Women in Jordan not only find themselves increasingly the breadwinners for their families; they are now facing a new challenge threatening them with the loss of their jobs due to coronavirus.
Figures from the Department of Statistics have shown that unemployment among women has now risen above 33 per cent, while they are working tirelessly to make ends meet, caught in precarious economic conditions due to the pandemic and wrongly stigmatised socially as being less productive.
More than a quarter of a million households in Jordan, out of two million, are primarily female-headed, according to “Solidarity” [Tadamon], a civil society organisation focusing on women’s rights.
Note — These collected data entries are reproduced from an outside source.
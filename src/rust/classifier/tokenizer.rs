use regex::Regex;

use super::error::ClassifierError;

/// Splits titles into lowercase word tokens.
///
/// A token is a maximal run of word characters (Unicode letters, digits or
/// underscore) that is at least `min_token_chars` characters long. Shorter
/// runs (single letters, lone digits) are dropped, and everything else acts
/// as a separator.
#[derive(Debug, Clone)]
pub struct Tokenizer {
    min_token_chars: usize,
    pattern: Regex,
}

impl Tokenizer {
    /// Compiles the token pattern for `min_token_chars` (at least 1).
    ///
    /// # Errors
    /// `BuildError` if the pattern cannot be compiled, which only happens for
    /// lengths large enough to exceed the regex size limit.
    pub fn new(min_token_chars: usize) -> Result<Self, ClassifierError> {
        let min_token_chars = min_token_chars.max(1);
        let pattern = Regex::new(&format!(r"\b\w{{{},}}\b", min_token_chars)).map_err(|e| {
            ClassifierError::BuildError(format!("Failed to compile token pattern: {}", e))
        })?;
        Ok(Self {
            min_token_chars,
            pattern,
        })
    }

    pub fn min_token_chars(&self) -> usize {
        self.min_token_chars
    }

    /// Lowercases `text` and returns its tokens in order of appearance.
    pub fn tokenize(&self, text: &str) -> Vec<String> {
        let lowered = text.to_lowercase();
        self.pattern
            .find_iter(&lowered)
            .map(|m| m.as_str().to_owned())
            .collect()
    }

    /// Counts the tokens in `text` without keeping them.
    pub fn count_tokens(&self, text: &str) -> usize {
        self.pattern.find_iter(&text.to_lowercase()).count()
    }
}

#[cfg(test)]
mod tests {
    use super::*;

    fn standard() -> Tokenizer {
        Tokenizer::new(2).unwrap()
    }

    #[test]
    fn test_lowercases_and_splits() {
        let tokenizer = standard();
        assert_eq!(tokenizer.tokenize("Python Tutorial"), vec!["python", "tutorial"]);
        assert_eq!(
            tokenizer.tokenize("  live!!music--concert "),
            vec!["live", "music", "concert"]
        );
    }

    #[test]
    fn test_drops_single_characters() {
        let tokenizer = standard();
        assert_eq!(tokenizer.tokenize("a b c movie"), vec!["movie"]);
        assert_eq!(tokenizer.count_tokens("x"), 0);
        assert!(tokenizer.tokenize("").is_empty());
    }

    #[test]
    fn test_keeps_digits_and_underscores() {
        let tokenizer = standard();
        assert_eq!(
            tokenizer.tokenize("top_10 gadgets 2024"),
            vec!["top_10", "gadgets", "2024"]
        );
    }

    #[test]
    fn test_unicode_words() {
        let tokenizer = standard();
        assert_eq!(tokenizer.tokenize("ÜBER Café 🎬 night"), vec!["über", "café", "night"]);
        assert_eq!(tokenizer.count_tokens("Funny, COMEDY; video."), 3);
    }

    #[test]
    fn test_custom_min_length() {
        let tokenizer = Tokenizer::new(1).unwrap();
        assert_eq!(tokenizer.tokenize("a cup"), vec!["a", "cup"]);
        assert_eq!(Tokenizer::new(0).unwrap().min_token_chars(), 1);

        let long_only = Tokenizer::new(4).unwrap();
        assert_eq!(long_only.tokenize("cup world live"), vec!["world", "live"]);
    }
}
Women have been the primary victims of coronavirus; they have lost their jobs or have had to shut down their small projects and limited companies due to precautionary measures that were put in place in either partial or complete lockdowns.
The rise in unemployment was not only among marginalised women, as 77 per cent of unemployed women have been educated up to degree level.
Previous governments have fallen short on unemployment, Jordan’s Minister of Labour, Maen Qatamin told Independent Arabia, while stressing there are plenty of employment opportunities up for grabs in Jordan.
Economists confirm that the lack of women’s participation in the labour market in Jordan is depriving the national economy from exploiting half of its workforce, as women account for 47% of the population.
Feminist organisations, however, report on the hardship women casual workers face, and the same goes for unorganised sectors where they are the biggest workforce. These organisations also warn of the danger of closing day care nurseries as this adds more pressure on working mothers who may then find it hard to juggle between work and childcare.
Generally, the pandemic has revealed how fragile economic resources are for women, how weak their social protection can be, and how meagre health and economic policies are. Jordan still sits at the bottom of The Global Gender Gap Report, on issues of economic participation, political empowerment, education, and health.
Female-headed households rely on rent payments and transfers as their main sources of income, with their earnings only accounting for 30 per cent of the total income in the country. Most Jordanian households primarily spend their annual incomes on food and health, followed by housing, water, electricity, and gas.
In the first three months of the pandemic, 8.7% of them were permanently laid off, while overall unemployment figures increased to 23.9%, revealed a study by the Phenix Center for Economics & Informatics Studies on the effects of coronavirus on the economic conditions of households in Jordan.
Observers and experts affirm that the pandemic has deepened the gaps in work in Jordan.